Моим соседом был эстонец... Но мне так и не суждено было его увидеть. Его приговорили к расстрелу за надпись против Сталина на вагоне. Несколько месяцев он ждал утверждения приговора из Москвы... Стучал мне (не говорил, а именно стучал), что очень хочет жить, хоть и в такой камере... Но в одну из ночей его забрали... Позже выяснилось, что это было уже после смерти Сталина... Но я тогда, как дурак, верил Сталину. Лишь однажды, когда выносил парашу, то услышал, как надзиратели что-то перешептываются и упоминают о нем...
Я стал стучать соседу, а он ответил что-то вроде «хоть бы сдох». «Что ты, нас тогда всех перестреляют...» — ужаснулся я.
Такая большая вера в Сталина была и у других, особенно у грузин. Вон Гиви Чавчавадзе, о котором писалось выше, говорил о нем: «Великий сын маленького, но гениального народа». Он был в Тбилиси в какой-то компании, где о нашей системе говорили недостаточно почтительно. И не мог же он, имея старогрузинское княжеское происхождение, идти так — с доносом! Когда же взяли тех, взяли и его. А он считал, что это правильно — государство должно охранять себя, не жалея никого!
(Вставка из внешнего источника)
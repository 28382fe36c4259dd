//! Timeline export in CSV, NDJSON and JSON.
//!
//! All three formats render the same row source: [`Exporter::rows`] runs one
//! ordered store scan on the blocking pool and feeds a bounded channel. The
//! consumer pulls rows as it writes them out, so CSV and NDJSON start
//! producing bytes before the scan is finished, and a full channel pauses the
//! scan. Dropping a stream closes the channel and stops the scan at the next
//! row.

use std::fmt;
use std::ops::ControlFlow;
use std::pin::Pin;
use std::str::FromStr;
use std::sync::Arc;

use bytes::Bytes;
use futures_util::future;
use futures_util::stream::{self, Stream, StreamExt};
use tokio::io::{AsyncWrite, AsyncWriteExt};
use tokio::sync::mpsc;
use tokio_stream::wrappers::ReceiverStream;
use tracing::{debug, info, warn};

use javelin_types::{ConversationKey, ExportConfig, LedgerError};

use crate::entry::TimelineRow;
use crate::store::ChainStore;

pub type RowStream = Pin<Box<dyn Stream<Item = Result<TimelineRow, LedgerError>> + Send>>;
pub type ExportStream = Pin<Box<dyn Stream<Item = Result<Bytes, LedgerError>> + Send>>;

pub const CSV_HEADER: &str = "id,type,role,step_id,seq,state,created_at,prev_hash,hash\n";

/// Microsecond-precision UTC timestamp used in CSV output.
const CSV_TIMESTAMP_FORMAT: &str = "%Y-%m-%dT%H:%M:%S%.6f";

#[derive(Debug, Clone, Copy, PartialEq, Eq)]
pub enum ExportFormat {
    Csv,
    Json,
    Ndjson,
}

impl ExportFormat {
    pub fn content_type(&self) -> &'static str {
        match self {
            ExportFormat::Csv => "text/csv; charset=utf-8",
            ExportFormat::Json => "application/json",
            ExportFormat::Ndjson => "application/x-ndjson",
        }
    }

    pub fn extension(&self) -> &'static str {
        match self {
            ExportFormat::Csv => "csv",
            ExportFormat::Json => "json",
            ExportFormat::Ndjson => "ndjson",
        }
    }

    /// Attachment name for an export of `key`.
    pub fn file_name(&self, key: &ConversationKey) -> String {
        format!("audit-{}.{}", key.conversation_id, self.extension())
    }
}

impl fmt::Display for ExportFormat {
    fn fmt(&self, f: &mut fmt::Formatter<'_>) -> fmt::Result {
        f.write_str(self.extension())
    }
}

impl FromStr for ExportFormat {
    type Err = LedgerError;

    fn from_str(s: &str) -> Result<Self, Self::Err> {
        match s.to_ascii_lowercase().as_str() {
            "csv" => Ok(ExportFormat::Csv),
            "json" => Ok(ExportFormat::Json),
            "ndjson" | "jsonl" => Ok(ExportFormat::Ndjson),
            other => Err(LedgerError::Export(format!(
                "unknown export format: {other:?} (expected csv, json or ndjson)"
            ))),
        }
    }
}

/// Quote a CSV field when it contains a separator, quote or line break.
pub fn csv_escape(s: &str) -> String {
    if s.contains([',', '"', '\n', '\r']) {
        format!("\"{}\"", s.replace('"', "\"\""))
    } else {
        s.to_string()
    }
}

fn csv_line(row: &TimelineRow) -> String {
    let fields = [
        row.id.to_string(),
        row.kind.as_str().to_string(),
        row.role.as_str().to_string(),
        row.step_id.clone().unwrap_or_default(),
        row.seq.map(|s| s.to_string()).unwrap_or_default(),
        row.state.clone().unwrap_or_default(),
        row.created_at.format(CSV_TIMESTAMP_FORMAT).to_string(),
        row.prev_hash.clone(),
        row.hash.clone(),
    ];
    let mut line = fields
        .iter()
        .map(|f| csv_escape(f))
        .collect::<Vec<_>>()
        .join(",");
    line.push('\n');
    line
}

fn ndjson_line(row: &TimelineRow) -> Result<Bytes, LedgerError> {
    let mut line = serde_json::to_vec(row)
        .map_err(|e| LedgerError::Export(format!("failed to encode row {}: {e}", row.id)))?;
    line.push(b'\n');
    Ok(Bytes::from(line))
}

/// Pass items through up to and including the first error, then end.
fn end_after_error<S>(stream: S) -> impl Stream<Item = Result<Bytes, LedgerError>> + Send
where
    S: Stream<Item = Result<Bytes, LedgerError>> + Send,
{
    stream.scan(false, |failed, item| {
        if *failed {
            return future::ready(None);
        }
        *failed = item.is_err();
        future::ready(Some(item))
    })
}

/// Streams a conversation's timeline out of a store.
///
/// Streams must be created inside a Tokio runtime: the scan runs on the
/// blocking pool.
pub struct Exporter<S> {
    store: Arc<S>,
    config: ExportConfig,
}

impl<S: ChainStore + 'static> Exporter<S> {
    pub fn new(store: Arc<S>, config: ExportConfig) -> Self {
        Self { store, config }
    }

    /// Timeline rows in creation order. A read failure arrives as the last item.
    pub fn rows(&self, key: &ConversationKey) -> RowStream {
        let (tx, rx) = mpsc::channel(self.config.channel_capacity.max(1));
        let store = Arc::clone(&self.store);
        let key = key.clone();

        tokio::task::spawn_blocking(move || {
            let mut sent = 0usize;
            let mut cancelled = false;
            let result = store.scan_timeline(&key, &mut |row| {
                if tx.blocking_send(Ok(row)).is_err() {
                    cancelled = true;
                    return ControlFlow::Break(());
                }
                sent += 1;
                ControlFlow::Continue(())
            });

            match result {
                Ok(()) if cancelled => {
                    debug!(conversation = %key, sent, "export cancelled by consumer");
                }
                Ok(()) => debug!(conversation = %key, sent, "export scan finished"),
                Err(e) => {
                    warn!(conversation = %key, sent, error = %e, "export scan failed");
                    let _ = tx.blocking_send(Err(e));
                }
            }
        });

        Box::pin(ReceiverStream::new(rx))
    }

    /// Header line, then one CSV line per row.
    pub fn export_csv(&self, key: &ConversationKey) -> ExportStream {
        info!(conversation = %key, format = "csv", "export started");
        let header = stream::once(future::ready(Ok(Bytes::from_static(CSV_HEADER.as_bytes()))));
        let rows = self
            .rows(key)
            .map(|row| row.map(|row| Bytes::from(csv_line(&row))));
        Box::pin(end_after_error(header.chain(rows)))
    }

    /// One compact JSON object per line.
    pub fn export_ndjson(&self, key: &ConversationKey) -> ExportStream {
        info!(conversation = %key, format = "ndjson", "export started");
        let rows = self
            .rows(key)
            .map(|row| row.and_then(|row| ndjson_line(&row)));
        Box::pin(end_after_error(rows))
    }

    /// The whole timeline as one JSON array. Buffered: prefer NDJSON for
    /// large conversations.
    pub async fn export_json(&self, key: &ConversationKey) -> Result<Vec<u8>, LedgerError> {
        info!(conversation = %key, format = "json", "export started");
        let mut rows = self.rows(key);
        let mut all = Vec::new();
        while let Some(row) = rows.next().await {
            all.push(row?);
        }
        serde_json::to_vec(&all)
            .map_err(|e| LedgerError::Export(format!("failed to encode timeline: {e}")))
    }

    /// Any format as a byte stream. JSON is produced as a single chunk.
    pub fn export(&self, key: &ConversationKey, format: ExportFormat) -> ExportStream {
        match format {
            ExportFormat::Csv => self.export_csv(key),
            ExportFormat::Ndjson => self.export_ndjson(key),
            ExportFormat::Json => {
                info!(conversation = %key, format = "json", "export started");
                let rows = self.rows(key);
                Box::pin(stream::once(async move {
                    let all = rows
                        .collect::<Vec<_>>()
                        .await
                        .into_iter()
                        .collect::<Result<Vec<_>, _>>()?;
                    serde_json::to_vec(&all)
                        .map(Bytes::from)
                        .map_err(|e| LedgerError::Export(format!("failed to encode timeline: {e}")))
                }))
            }
        }
    }

    /// Write an export to `writer`, returning the number of bytes written.
    pub async fn export_to_writer<W>(
        &self,
        key: &ConversationKey,
        format: ExportFormat,
        writer: &mut W,
    ) -> Result<u64, LedgerError>
    where
        W: AsyncWrite + Unpin,
    {
        let mut stream = self.export(key, format);
        let mut written = 0u64;
        while let Some(chunk) = stream.next().await {
            let chunk = chunk?;
            writer.write_all(&chunk).await?;
            written += chunk.len() as u64;
        }
        writer.flush().await?;
        info!(conversation = %key, %format, bytes = written, "export finished");
        Ok(written)
    }
}

#[cfg(test)]
mod tests {
    use super::*;
    use crate::chain::ChainLinker;
    use crate::entry::EntryDraft;
    use crate::memory::MemoryChainStore;
    use chrono::{TimeZone, Utc};
    use javelin_types::{LinkConfig, Role};

    fn key() -> ConversationKey {
        ConversationKey::new("u", "conv-42")
    }

    fn exporter_with(n: usize) -> Exporter<MemoryChainStore> {
        let store = Arc::new(MemoryChainStore::new());
        let linker = ChainLinker::new(Arc::clone(&store), LinkConfig::default());
        for i in 0..n {
            let draft = EntryDraft::message(Role::User, format!("m{i}")).with_seq(i as i64);
            linker.link(&key(), draft).unwrap();
        }
        Exporter::new(
            store,
            ExportConfig {
                channel_capacity: 2,
            },
        )
    }

    async fn collect(stream: ExportStream) -> String {
        let chunks: Vec<Bytes> = stream
            .map(|chunk| chunk.unwrap())
            .collect()
            .await;
        String::from_utf8(chunks.concat()).unwrap()
    }

    #[test]
    fn format_names() {
        assert_eq!("CSV".parse::<ExportFormat>().unwrap(), ExportFormat::Csv);
        assert_eq!("jsonl".parse::<ExportFormat>().unwrap(), ExportFormat::Ndjson);
        assert!("xml".parse::<ExportFormat>().is_err());
        assert_eq!(ExportFormat::Ndjson.file_name(&key()), "audit-conv-42.ndjson");
        assert_eq!(ExportFormat::Csv.content_type(), "text/csv; charset=utf-8");
    }

    #[test]
    fn csv_escaping() {
        assert_eq!(csv_escape("plain"), "plain");
        assert_eq!(csv_escape("a,b"), "\"a,b\"");
        assert_eq!(csv_escape("say \"hi\""), "\"say \"\"hi\"\"\"");
        assert_eq!(csv_escape("line\nbreak"), "\"line\nbreak\"");
    }

    #[test]
    fn csv_line_renders_micros_and_empty_fields() {
        let row = TimelineRow {
            id: 9,
            kind: javelin_types::EntryKind::Message,
            role: Role::Assistant,
            step_id: Some("s,1".into()),
            seq: None,
            state: None,
            created_at: Utc.timestamp_opt(1_700_000_000, 5_000).unwrap(),
            prev_hash: "genesis".into(),
            hash: "abc".into(),
        };
        assert_eq!(
            csv_line(&row),
            "9,message,assistant,\"s,1\",,,2023-11-14T22:13:20.000005,genesis,abc\n"
        );
    }

    #[tokio::test]
    async fn csv_has_header_and_one_line_per_row() {
        let exporter = exporter_with(5);
        let csv = collect(exporter.export_csv(&key())).await;
        let lines: Vec<_> = csv.lines().collect();
        assert_eq!(lines[0], CSV_HEADER.trim_end());
        assert_eq!(lines.len(), 6);
    }

    #[tokio::test]
    async fn ndjson_has_one_object_per_line() {
        let exporter = exporter_with(4);
        let ndjson = collect(exporter.export_ndjson(&key())).await;
        assert!(ndjson.ends_with('\n'));
        let seqs: Vec<i64> = ndjson
            .lines()
            .map(|line| serde_json::from_str::<serde_json::Value>(line).unwrap()["seq"].as_i64().unwrap())
            .collect();
        assert_eq!(seqs, vec![0, 1, 2, 3]);
    }

    #[tokio::test]
    async fn json_is_one_array() {
        let exporter = exporter_with(3);
        let bytes = exporter.export_json(&key()).await.unwrap();
        let value: serde_json::Value = serde_json::from_slice(&bytes).unwrap();
        assert_eq!(value.as_array().map(Vec::len), Some(3));
        assert_eq!(value[0]["prev_hash"], "genesis");
    }

    #[tokio::test]
    async fn empty_conversation_exports_header_only() {
        let exporter = exporter_with(0);
        assert_eq!(collect(exporter.export_csv(&key())).await, CSV_HEADER);
        assert_eq!(collect(exporter.export_ndjson(&key())).await, "");
        assert_eq!(exporter.export_json(&key()).await.unwrap(), b"[]");
    }

    #[tokio::test]
    async fn writer_receives_every_byte() {
        let exporter = exporter_with(3);
        let mut out = Vec::new();
        let written = exporter
            .export_to_writer(&key(), ExportFormat::Json, &mut out)
            .await
            .unwrap();
        assert_eq!(written as usize, out.len());
        assert_eq!(out, exporter.export_json(&key()).await.unwrap());
    }
}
Взгляды князя Чавчавадзе я вспомнил почти через 40 лет. Это было в Тбилиси — там, в центре города, на одном из уже почти недействующих маленьких, очень красивых, с художественно выполненными памятниками кладбище мы увидели женщину. Высокая, стройная, несмотря на свои годы седая, в черном — типичная грузинская аристократка, каких в кино показывают. Разговорились... О Берии — «подлец», о Сталине — «герой, гений». Как же, а сколько крови? Ну и что, зато какое государство построил! — И она мне привела пример: в Персии был шах Абас — разве кто-то помнит, сколько он пролил крови? Зато осталась сильная Персия... Я тщетно пытаюсь понять ее, и мы говорим дальше, а она приглашает в гости (живет за 50-60 км от Тбилиси. Муж был доктор наук, сын тоже сейчас доктор наук). Поясняет — вот приехала в Тбилиси к сыну... «Почтительное молчание», и мы решили, что сын её на кладбище, но продолжает: «Сын в тюрьме — как доктор наук»... — «Сейчас как
будто не те времена!» — поражаюсь я. «Нет, за убийство!» (с гордостью). «За убийство?!» — отомстил за брата.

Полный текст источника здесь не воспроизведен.